Namun, tidak hanya perihal gizi, sanitasi yang tidak bagus juga merupakan penyebab stunting, “ibu memasak tidak mencuci tangan lalu dimakan anaknya, lalu menyebabkan diare, jika berulang lama kelamaan anaknya bisa stunting,” kata Dadi.
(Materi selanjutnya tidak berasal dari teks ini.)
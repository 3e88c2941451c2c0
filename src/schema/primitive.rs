//! The five primitive schema kinds. Each descriptor is the bare tag.

use crate::error::Result;
use crate::schema::{Schema, Tag};
use crate::sink::EntryBuf;
use crate::value::{unexpected_type, Value};
use std::convert::TryFrom;

/// Size on the wire of a string value: length prefix plus UTF-8 bytes.
pub(crate) fn str_size(s: &str) -> usize {
  4 + s.len()
}

fn as_i32(value: &Value) -> Result<i32> {
  match value {
    Value::Int(x) => Ok(*x),
    // longs narrow when they fit, so JSON-sourced integers can feed an
    // i32 channel
    Value::Long(x) => {
      i32::try_from(*x).map_err(|_| unexpected_type("int (32-bit range)", value))
    }
    v => Err(unexpected_type("int", v)),
  }
}

fn as_i64(value: &Value) -> Result<i64> {
  match value {
    Value::Int(x) => Ok(i64::from(*x)),
    Value::Long(x) => Ok(*x),
    v => Err(unexpected_type("long", v)),
  }
}

fn as_f64(value: &Value) -> Result<f64> {
  match value {
    Value::Double(x) => Ok(*x),
    Value::Int(x) => Ok(f64::from(*x)),
    Value::Long(x) => Ok(*x as f64),
    v => Err(unexpected_type("double", v)),
  }
}

/// Two's-complement big-endian 32-bit integer.
#[derive(Copy, Clone, Debug, Default)]
pub struct Int32Schema;

impl Schema for Int32Schema {
  fn tag(&self) -> Tag {
    Tag::Int32
  }

  fn obj_size(&self, value: &Value) -> Result<usize> {
    as_i32(value).map(|_| 4)
  }

  fn encode_obj(&self, value: &Value, buf: &mut EntryBuf) -> Result<()> {
    buf.put_i32(as_i32(value)?)
  }
}

/// Two's-complement big-endian 64-bit integer.
#[derive(Copy, Clone, Debug, Default)]
pub struct Int64Schema;

impl Schema for Int64Schema {
  fn tag(&self) -> Tag {
    Tag::Int64
  }

  fn obj_size(&self, value: &Value) -> Result<usize> {
    as_i64(value).map(|_| 8)
  }

  fn encode_obj(&self, value: &Value, buf: &mut EntryBuf) -> Result<()> {
    buf.put_i64(as_i64(value)?)
  }
}

/// IEEE-754 big-endian double. Integer values widen losslessly enough for
/// logging purposes.
#[derive(Copy, Clone, Debug, Default)]
pub struct Float64Schema;

impl Schema for Float64Schema {
  fn tag(&self) -> Tag {
    Tag::Float64
  }

  fn obj_size(&self, value: &Value) -> Result<usize> {
    as_f64(value).map(|_| 8)
  }

  fn encode_obj(&self, value: &Value, buf: &mut EntryBuf) -> Result<()> {
    buf.put_f64(as_f64(value)?)
  }
}

/// Single byte, `0x00` false and `0x01` true.
#[derive(Copy, Clone, Debug, Default)]
pub struct BoolSchema;

impl Schema for BoolSchema {
  fn tag(&self) -> Tag {
    Tag::Bool
  }

  fn obj_size(&self, value: &Value) -> Result<usize> {
    match value {
      Value::Bool(_) => Ok(1),
      v => Err(unexpected_type("bool", v)),
    }
  }

  fn encode_obj(&self, value: &Value, buf: &mut EntryBuf) -> Result<()> {
    match value {
      Value::Bool(b) => buf.put_bool(*b),
      v => Err(unexpected_type("bool", v)),
    }
  }
}

/// Length-prefixed UTF-8 string. The length counts bytes, not codepoints.
#[derive(Copy, Clone, Debug, Default)]
pub struct StrSchema;

impl Schema for StrSchema {
  fn tag(&self) -> Tag {
    Tag::Str
  }

  fn obj_size(&self, value: &Value) -> Result<usize> {
    match value {
      Value::Str(s) => Ok(str_size(s)),
      v => Err(unexpected_type("string", v)),
    }
  }

  fn encode_obj(&self, value: &Value, buf: &mut EntryBuf) -> Result<()> {
    match value {
      Value::Str(s) => buf.put_str(s),
      v => Err(unexpected_type("string", v)),
    }
  }
}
“Ciri-ciri anak stunting pasti pendek, kurang pintar, dan gampang sakit-sakitan. Perlu diwaspadai apabila melihat gejala ini pada anak, selain itu orangtua juga wajib menerapkan pola asuh yang baik. Seperti mengoptimalkan ASI eksklusif sampai anak umur 2 tahun,” ungkap. Dikatakannya stunting pada anak bisa dicegah dengan mencukupi asupan protein hewani, seperti telur dan ikan, “prioritaskan kesehatannya, jangan kebanyakan makan mengandung pengawet. Jangan biasakan air minum manis yang dapat menyebabkan diabetes,” tukasnya.
Kepala Perwakilan BKKBN DIY yang diwakili oleh Yuni Hastutiningsih, SKM., M.Si selaku Ketua Pokja Pemberdayaan Keluarga menyebut bahwa stunting apabila sudah terlanjur terjadi maka tidak bisa diperbaiki.
“Ubun-ubun pada bayi menutup pada usia 24 bulan, selama belum menutup maka risiko stunting masih bisa diperbaiki. Efek dari stunting permanen sampai usia dewasa. Mencegah stunting bukan hanya tanggungjawab ibu, namun peran ayah tidak kalah penting dalam pengasuhan,” jelas Yuni.
Peran ayah penting dalam keluarga, “Kalau mau ibu sayang kepada anaknya, maka ayah harus membahagiakan istrinya. Secara psikologi hal ini saling terkait, sehingga ibu yang bahagia dapat merawat anaknya dengan optimal,” tukasnya.